The report also addresses the significant barriers women face in obtaining an initial diagnosis of menopause or perimenopause. The current postcode lottery determining access to specialist care is, say MPs, 'unacceptable', and necessitates a specialist menopause service in every Clinical Commissioning Group (CCG).

Key findings 

While waiting for the roll-out of a digital prepayment certificate, which would allow patients to access 12 months' supply of HRT for a single prescription charge of £18.70, many GPs are unaware they can issue an interim paper prescription, meaning many women are paying more than they should for vital HRT. There have also been severe shortages in supply, with the Government recently issuing a 'serious shortage protocol'. 

Key recommendations

The Government must remove dual prescription charges for oestrogen and progesterone - both components in HRT- and introduce a single charge incorporating both hormones. The Government should also communicate effectively with GPs and patients, letting them know about current guidelines permitting a 12 prescription. Further, it must work with the NHS and the ‘HRT tsar’ to develop a national formulary for HRT, which would help to prevent shortages and blockages in supply, as seen in the Spring of 2022.

Chair's comment

Chair of the Women and Equalities Committee, Rt Hon Caroline Nokes MP, yesterday said:  

“Menopause is inevitable. The steady haemorrhage of talented women from our workforce, however, is not. Stigma, shame and dismissive cultures can, and must, be dismantled. It is imperative that we build workplaces- and a society- which not only supports those going through the menopause, but encourages some of the most experienced and skilled workers in our economy to thrive. 

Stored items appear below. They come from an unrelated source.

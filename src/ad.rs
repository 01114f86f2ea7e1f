//! Advertising Data (AD) structures
//!
//! An advertisement payload is a sequence of AD structures, each laid out as a length octet, a type octet, and
//! `length - 1` octets of data (Bluetooth Core Specification v5.3, Vol 3, Part C, §11). The assigned type numbers are
//! listed in the Bluetooth SIG *Assigned Numbers* document, §2.3.

use num_enum::TryFromPrimitive;
use tracing::trace;

/// Assigned numbers for the AD types this crate knows by name.
#[allow(missing_docs)]
#[repr(u8)]
#[non_exhaustive]
#[derive(Debug, Clone, Copy, PartialEq, Eq, PartialOrd, Ord, Hash, TryFromPrimitive)]
pub enum AdType {
    Flags = 0x01,
    IncompleteServiceUuids16 = 0x02,
    CompleteServiceUuids16 = 0x03,
    IncompleteServiceUuids32 = 0x04,
    CompleteServiceUuids32 = 0x05,
    IncompleteServiceUuids128 = 0x06,
    CompleteServiceUuids128 = 0x07,
    ShortenedLocalName = 0x08,
    CompleteLocalName = 0x09,
    TxPowerLevel = 0x0A,
    ClassOfDevice = 0x0D,
    PeripheralConnectionIntervalRange = 0x12,
    SolicitedServiceUuids16 = 0x14,
    SolicitedServiceUuids128 = 0x15,
    ServiceData16 = 0x16,
    PublicTargetAddress = 0x17,
    RandomTargetAddress = 0x18,
    Appearance = 0x19,
    AdvertisingInterval = 0x1A,
    LeBluetoothDeviceAddress = 0x1B,
    LeRole = 0x1C,
    SolicitedServiceUuids32 = 0x1F,
    ServiceData32 = 0x20,
    ServiceData128 = 0x21,
    Uri = 0x24,
    LeSupportedFeatures = 0x27,
    ManufacturerSpecificData = 0xFF,
}

impl AdType {
    /// The raw assigned number.
    pub const fn to_u8(self) -> u8 {
        self as u8
    }
}

impl From<AdType> for u8 {
    fn from(value: AdType) -> Self {
        value.to_u8()
    }
}

/// A single AD structure: the type code and the data octets that follow it.
#[derive(Debug, Clone, Copy, PartialEq, Eq, Hash)]
pub struct AdField<'a> {
    ad_type: u8,
    data: &'a [u8],
}

impl<'a> AdField<'a> {
    /// Creates a field for encoding.
    ///
    /// The encoded length octet counts the type octet, so `data` may be at most 254 octets long.
    pub fn new(ad_type: impl Into<u8>, data: &'a [u8]) -> Self {
        AdField {
            ad_type: ad_type.into(),
            data,
        }
    }

    /// The raw type code.
    pub fn ad_type(&self) -> u8 {
        self.ad_type
    }

    /// The type code as a named [`AdType`], if it is one this crate knows.
    pub fn kind(&self) -> Option<AdType> {
        AdType::try_from(self.ad_type).ok()
    }

    /// The data octets, not including the length and type octets.
    pub fn data(&self) -> &'a [u8] {
        self.data
    }

    /// Number of octets this field occupies on the air.
    pub fn encoded_len(&self) -> usize {
        self.data.len() + 2
    }

    /// Appends the length, type and data octets to `buf`.
    ///
    /// # Panics
    ///
    /// Panics if the data is longer than 254 octets.
    pub fn write_to(&self, buf: &mut Vec<u8>) {
        let len = u8::try_from(self.data.len() + 1).expect("AD structure data longer than 254 octets");
        buf.reserve(self.encoded_len());
        buf.push(len);
        buf.push(self.ad_type);
        buf.extend_from_slice(self.data);
    }
}

/// Iterator over the AD structures in an advertisement payload.
///
/// Iteration ends at the first zero-length structure (padding) or at the first structure whose declared length runs
/// past the end of the buffer. Neither case is an error: the structures before it are still yielded.
#[derive(Debug, Clone)]
pub struct AdStructures<'a> {
    buf: &'a [u8],
    pos: usize,
}

impl<'a> AdStructures<'a> {
    /// Starts iterating over `buf`.
    pub fn new(buf: &'a [u8]) -> Self {
        AdStructures { buf, pos: 0 }
    }

    /// Number of octets consumed by the structures yielded so far.
    pub fn consumed(&self) -> usize {
        self.pos.min(self.buf.len())
    }
}

impl<'a> Iterator for AdStructures<'a> {
    type Item = AdField<'a>;

    fn next(&mut self) -> Option<Self::Item> {
        let len = *self.buf.get(self.pos)? as usize;
        if len == 0 {
            trace!(offset = self.pos, "zero-length AD structure, stopping");
            self.pos = self.buf.len();
            return None;
        }

        let end = self.pos + len + 1;
        if end > self.buf.len() {
            trace!(
                offset = self.pos,
                declared = len,
                available = self.buf.len() - self.pos - 1,
                "truncated AD structure, stopping"
            );
            self.pos = self.buf.len();
            return None;
        }

        let field = AdField {
            ad_type: self.buf[self.pos + 1],
            data: &self.buf[self.pos + 2..end],
        };
        self.pos = end;
        Some(field)
    }
}

impl std::iter::FusedIterator for AdStructures<'_> {}

/// Splits an advertisement payload into its AD structures.
pub fn parse_fields(buf: &[u8]) -> Vec<AdField<'_>> {
    AdStructures::new(buf).collect()
}

/// Encodes a list of AD structures back into an advertisement payload.
pub fn encode_fields<'a, 'b: 'a>(fields: impl IntoIterator<Item = &'a AdField<'b>>) -> Vec<u8> {
    let mut buf = Vec::new();
    for field in fields {
        field.write_to(&mut buf);
    }
    buf
}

"The omission of menopause as a protected characteristic under the Equality Act is no longer tenable, given that 51% of the population will experience menopause. We were shocked to hear that many women have to demonstrate their menopausal symptoms amount to a disability, to get redress. Our Committee is calling on the Government to make menopause a protected characteristic in its own right.  

"We must facilitate a healthcare system which recognises and treats menopause symptoms. Too many women are dismissed when coming forward with symptoms and too many women are unable to access the care and medication they need. It is easily within the Government's power to remove the financial and regional barriers to doing so. The inclusion of menopause as a priority area in the newly published Women’s Health Strategy is very welcome. But we must go further and faster. Menopausal women have been mocked and maligned for too long. It is time that the Government seizes the opportunity to enact change. It is time to support, and celebrate, these women."